Coagulant potentials of emicizumab in the plasmas from infant and toddler patients with hemophilia A.

Abstract

Emicizumab significantly reduces bleedings in patients with hemophilia A (PwHA). A clinical study (HAVEN 7; NCT04431726) for PwHA aged less than or equal to 12months is ongoing, but emicizumab-driven coagulation potential in PwHA in early childhood remains to be clarified. To investigate the in vitro or in vivo coagulation potential of emicizumab in plasmas obtained from infant and toddler PwHA. Twenty-seven plasma samples from 14 infant/toddler PwHA (aged 0-42months, median 19months) who received emicizumab (n=9), factor (F)VIII products (n=8), or no treatment (n=10) were obtained.
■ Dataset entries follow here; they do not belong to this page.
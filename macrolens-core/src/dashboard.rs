//! Dashboard: the engine's entry point for one refresh.
//!
//! A [`Snapshot`] and explicit parameters (range code, view mode, "now") go
//! in; traces, regime shading, signals and lag results come out. Derived
//! columns and range caches are memoized by input fingerprint, so repeated
//! queries against an unchanged snapshot reuse earlier work and a changed
//! snapshot never sees stale results.

use crate::config::EngineConfig;
use crate::domain::{DateAxis, Series, Trace};
use crate::error::{MacroLensError, RangeError};
use crate::filter::SeriesFilter;
use crate::lag::{correlogram, find_optimal_lag, LagPoint, LagResult, LagSearch};
use crate::memo::{Fingerprint, MemoStats, MemoTable};
use crate::range::ALL;
use crate::range_cache::RangeIndexCache;
use crate::regime::{self, RegimeSpan, RegimeSummary, ShadeRect};
use crate::registry::IndicatorRegistry;
use crate::signal::{
    aggregate_stance, classify_zscore, label_series, latest_signal, IndicatorSignal, Stance,
    ZScoreProfile,
};
use crate::snapshot::Snapshot;
use crate::transforms::{percentile_rank, rate_of_change_aligned, shift_series, zscore};
use chrono::{Datelike, NaiveDate};
use serde::{Deserialize, Serialize};
use std::collections::BTreeSet;
use std::fmt;
use std::str::FromStr;
use std::sync::Arc;

const MEMO_CAPACITY: usize = 512;

/// How a series is presented before range filtering.
#[derive(Debug, Clone, Copy, PartialEq, Eq, Hash, Default, Serialize, Deserialize)]
#[serde(rename_all = "lowercase")]
pub enum ViewMode {
    #[default]
    Raw,
    /// Rate-of-Change over the configured period.
    Roc,
    ZScore,
}

impl ViewMode {
    pub fn as_str(self) -> &'static str {
        match self {
            ViewMode::Raw => "raw",
            ViewMode::Roc => "roc",
            ViewMode::ZScore => "zscore",
        }
    }
}

impl fmt::Display for ViewMode {
    fn fmt(&self, f: &mut fmt::Formatter<'_>) -> fmt::Result {
        f.write_str(self.as_str())
    }
}

impl FromStr for ViewMode {
    type Err = String;

    fn from_str(s: &str) -> Result<Self, Self::Err> {
        match s.to_ascii_lowercase().as_str() {
            "raw" => Ok(ViewMode::Raw),
            "roc" => Ok(ViewMode::Roc),
            "zscore" | "z" => Ok(ViewMode::ZScore),
            other => Err(format!("unknown view mode '{other}' (expected raw, roc or zscore)")),
        }
    }
}

/// Regime shading for one indicator over one range.
#[derive(Debug, Clone, PartialEq, Serialize, Deserialize)]
pub struct RegimeView {
    pub key: String,
    pub spans: Vec<RegimeSpan>,
    pub shapes: Vec<ShadeRect>,
    pub summary: RegimeSummary,
}

/// Latest signal per classified indicator and the net stance across them.
#[derive(Debug, Clone, PartialEq, Serialize, Deserialize)]
pub struct SignalBoard {
    pub signals: Vec<IndicatorSignal>,
    pub stance: Stance,
}

#[derive(Debug, Clone, Copy, PartialEq, Eq, Default)]
pub struct DashboardStats {
    pub range_caches: MemoStats,
    pub derived: MemoStats,
    pub lags: MemoStats,
}

#[derive(Debug)]
pub struct Dashboard {
    config: EngineConfig,
    registry: IndicatorRegistry,
    range_caches: MemoTable<RangeIndexCache>,
    derived: MemoTable<Vec<Option<f64>>>,
    lags: MemoTable<LagResult>,
}

impl Dashboard {
    pub fn new(config: EngineConfig, registry: IndicatorRegistry) -> Self {
        Self {
            config,
            registry,
            range_caches: MemoTable::new("range_cache", MEMO_CAPACITY),
            derived: MemoTable::new("derived", MEMO_CAPACITY),
            lags: MemoTable::new("lag", MEMO_CAPACITY),
        }
    }

    pub fn config(&self) -> &EngineConfig {
        &self.config
    }

    pub fn registry(&self) -> &IndicatorRegistry {
        &self.registry
    }

    pub fn stats(&self) -> DashboardStats {
        DashboardStats {
            range_caches: self.range_caches.stats(),
            derived: self.derived.stats(),
            lags: self.lags.stats(),
        }
    }

    /// Range index cache for `axis` as of `now`, built on first use.
    pub fn range_cache(&mut self, axis: &DateAxis, now: NaiveDate) -> Result<Arc<RangeIndexCache>, RangeError> {
        let key = Fingerprint::builder("range_cache")
            .axis(axis.id())
            .i64(i64::from(now.num_days_from_ce()))
            .finish();
        let config = &self.config;
        self.range_caches.get_or_try_insert_with(key, || {
            RangeIndexCache::build_all(axis, &config.ranges, config.min_valid_date, now)
        })
    }

    /// `series` as presented under `view`, on the series' own axis.
    pub fn view_values(&mut self, series: &Series, view: ViewMode) -> Arc<Vec<Option<f64>>> {
        let period = self.config.roc_period;
        match view {
            ViewMode::Raw => Arc::new(series.values.clone()),
            ViewMode::Roc => {
                let key = Fingerprint::builder("roc")
                    .fingerprint(Fingerprint::of_series(series))
                    .u64(period as u64)
                    .finish();
                self.derived
                    .get_or_insert_with(key, || rate_of_change_aligned(&series.values, period))
            }
            ViewMode::ZScore => {
                let key = Fingerprint::builder("zscore")
                    .fingerprint(Fingerprint::of_series(series))
                    .finish();
                self.derived.get_or_insert_with(key, || zscore(&series.values))
            }
        }
    }

    /// Traces for `keys` trimmed to `range`.
    ///
    /// Keys missing from the snapshot render as empty traces; the rest of
    /// the chart is unaffected. A range code missing from the configured
    /// table is shown as `ALL`.
    pub fn chart(
        &mut self,
        snapshot: &Snapshot,
        keys: &[&str],
        range: &str,
        view: ViewMode,
        now: NaiveDate,
    ) -> Result<Vec<Trace>, MacroLensError> {
        let axis = snapshot.axis();
        let range = self.effective_range(range);
        let cache = self.range_cache(axis, now)?;

        let mut batch = Vec::with_capacity(keys.len());
        for &key in keys {
            match snapshot.series(key) {
                Some(series) => {
                    let values = self.view_values(series, view);
                    batch.push(Series {
                        name: series.name.clone(),
                        axis: axis.clone(),
                        values: values.to_vec(),
                        style: series.style.clone(),
                    });
                }
                None => {
                    tracing::warn!(series = %key, "series missing from snapshot, rendering empty");
                    batch.push(
                        Series::new(self.registry.display_name(key), axis.clone(), Vec::new())
                            .with_style(self.registry.style(key)),
                    );
                }
            }
        }

        let traces = self.filter(now).apply(&batch, range, Some(cache.as_ref()))?;
        tracing::debug!(range, view = %view, traces = traces.len(), "chart built");
        Ok(traces)
    }

    /// Regime shading for `key` over `range`.
    ///
    /// Labels come from the indicator's Z-score profile (or the default
    /// profile) applied to its Z-scores over the full history.
    pub fn regimes(
        &mut self,
        snapshot: &Snapshot,
        key: &str,
        range: &str,
        now: NaiveDate,
    ) -> Result<RegimeView, MacroLensError> {
        let series = lookup(snapshot, key)?;
        let profile = self.zscore_profile(key);
        let range = self.effective_range(range);
        let cache = self.range_cache(snapshot.axis(), now)?;

        let z = self.view_values(series, ViewMode::ZScore);
        let zseries = Series::new(series.name.clone(), snapshot.axis().clone(), z.to_vec());
        let trimmed = self
            .filter(now)
            .apply(std::slice::from_ref(&zseries), range, Some(cache.as_ref()))?;

        let (dates, zs) = trimmed
            .into_iter()
            .next()
            .map(|t| (t.x, t.y))
            .unwrap_or_default();
        let spans = regime::encode(&dates, &label_series(&zs, &profile));
        Ok(RegimeView {
            key: key.to_string(),
            shapes: regime::to_shapes(&spans),
            summary: regime::summarize(&spans),
            spans,
        })
    }

    /// Latest signal for every indicator that has an upstream signal or a
    /// threshold profile, plus the net stance.
    ///
    /// Upstream signals win. Otherwise the percentile profile is used, then
    /// the Z-score profile. Indicators with neither, or without data, are
    /// left out.
    pub fn signals(&mut self, snapshot: &Snapshot) -> SignalBoard {
        let keys: BTreeSet<String> = self
            .registry
            .classified_keys()
            .chain(snapshot.upstream_keys())
            .map(str::to_string)
            .collect();

        let mut signals = Vec::with_capacity(keys.len());
        for key in &keys {
            if let Some(signal) = self.signal_for(snapshot, key) {
                signals.push(signal);
            }
        }
        let stance = aggregate_stance(signals.iter().map(|s| s.state));
        tracing::debug!(signals = signals.len(), stance = %stance.state, "signals classified");
        SignalBoard { signals, stance }
    }

    fn signal_for(&mut self, snapshot: &Snapshot, key: &str) -> Option<IndicatorSignal> {
        if let Some(upstream) = snapshot.upstream_signal(key) {
            return Some(upstream.clone());
        }
        let series = snapshot.series(key)?;
        let spec = self.registry.get(key)?.clone();

        if let Some(profile) = spec.percentile {
            return latest_signal(key, series, &profile);
        }
        let profile = spec.zscore?;
        let (index, value) = series.latest()?;
        let z = self.view_values(series, ViewMode::ZScore);
        Some(IndicatorSignal {
            key: key.to_string(),
            state: classify_zscore(z.get(index).copied().flatten(), &profile),
            value: Some(value),
            percentile: percentile_rank(&series.values, value),
            date: series.axis.get(index),
        })
    }

    /// Lag at which `lead` best predicts `target`, both presented under
    /// `view`. `search` defaults to the configured lag search.
    pub fn optimal_lag(
        &mut self,
        snapshot: &Snapshot,
        lead: &str,
        target: &str,
        view: ViewMode,
        search: Option<LagSearch>,
    ) -> Result<LagResult, MacroLensError> {
        let search = search.unwrap_or(self.config.lag);
        let lead_series = lookup(snapshot, lead)?;
        let target_series = lookup(snapshot, target)?;

        let key = Fingerprint::builder("lag")
            .fingerprint(Fingerprint::of_series(lead_series))
            .fingerprint(Fingerprint::of_series(target_series))
            .str(view.as_str())
            .u64(self.config.roc_period as u64)
            .i64(search.min_lag)
            .i64(search.max_lag)
            .u64(search.step as u64)
            .finish();
        if let Some(hit) = self.lags.get(&key) {
            return Ok(*hit);
        }

        let x = self.view_values(lead_series, view);
        let y = self.view_values(target_series, view);
        let result = self.lags.get_or_insert_with(key, || find_optimal_lag(&x, &y, &search));
        tracing::debug!(lead, target, lag = result.lag, correlation = result.correlation, "lag search");
        Ok(*result)
    }

    /// Correlation at every lag of `search` (or the configured search).
    pub fn correlogram(
        &mut self,
        snapshot: &Snapshot,
        lead: &str,
        target: &str,
        view: ViewMode,
        search: Option<LagSearch>,
    ) -> Result<Vec<LagPoint>, MacroLensError> {
        let search = search.unwrap_or(self.config.lag);
        let x = self.view_values(lookup(snapshot, lead)?, view);
        let y = self.view_values(lookup(snapshot, target)?, view);
        Ok(correlogram(&x, &y, &search))
    }

    /// `key` shifted by `offset_days` calendar days, for overlaying a lead
    /// indicator on its target.
    pub fn shifted(&self, snapshot: &Snapshot, key: &str, offset_days: i64) -> Result<Trace, MacroLensError> {
        let series = lookup(snapshot, key)?;
        let points = shift_series(series.axis.dates(), &series.values, offset_days);
        Ok(Trace::from_points(series.name.clone(), series.style.clone(), &points))
    }

    fn filter(&self, now: NaiveDate) -> SeriesFilter {
        SeriesFilter::new(self.config.ranges.clone(), self.config.min_valid_date, now)
    }

    fn effective_range<'a>(&self, range: &'a str) -> &'a str {
        if self.config.ranges.contains(range) {
            range
        } else {
            tracing::warn!(range, "range code not configured, showing ALL");
            ALL
        }
    }

    fn zscore_profile(&self, key: &str) -> ZScoreProfile {
        self.registry
            .get(key)
            .and_then(|spec| spec.zscore)
            .unwrap_or_default()
    }
}

fn lookup<'a>(snapshot: &'a Snapshot, key: &str) -> Result<&'a Series, MacroLensError> {
    snapshot
        .series(key)
        .ok_or_else(|| MacroLensError::UnknownSeries { key: key.to_string() })
}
FVIII activity in FVIII-treated plasmas was cancelled by the addition of anti-FVIII monoclonal antibody (mAb). Emicizumab-treated plasmas (in vivo) and emicizumab-spiked plasmas (in vitro) were analyzed. Emicizumab-untreated plasma or emicizumab-treated plasma supplemented with two anti-emicizumab mAbs were used as references. Adjusted maximum coagulation velocity (Ad|min1|) by clot waveform analysis and peak thrombin (Peak-Th) by thrombin generation assay was assessed. Ad|min1| values in 24 samples were improved by the presence of emicizumab. Values did not improve in the three remaining samples (aged 1, 23, and 31months). Although the presence of emicizumab showed an age-dependent increase in Peak-Th in 20 samples, this increase was not observed in seven samples (aged 0, 1, 1, 2, 8, 19, and 36months). Emicizumab-dependent increases in both Ad|min1| and Peak-Th were shown in 18 samples, and increases in either parameter were shown in eight samples. One sample (from patient aged 1month) showed no increase in both, however. Emicizumab could improve coagulant potential in plasmas from infant/toddler patients with hemophilia A.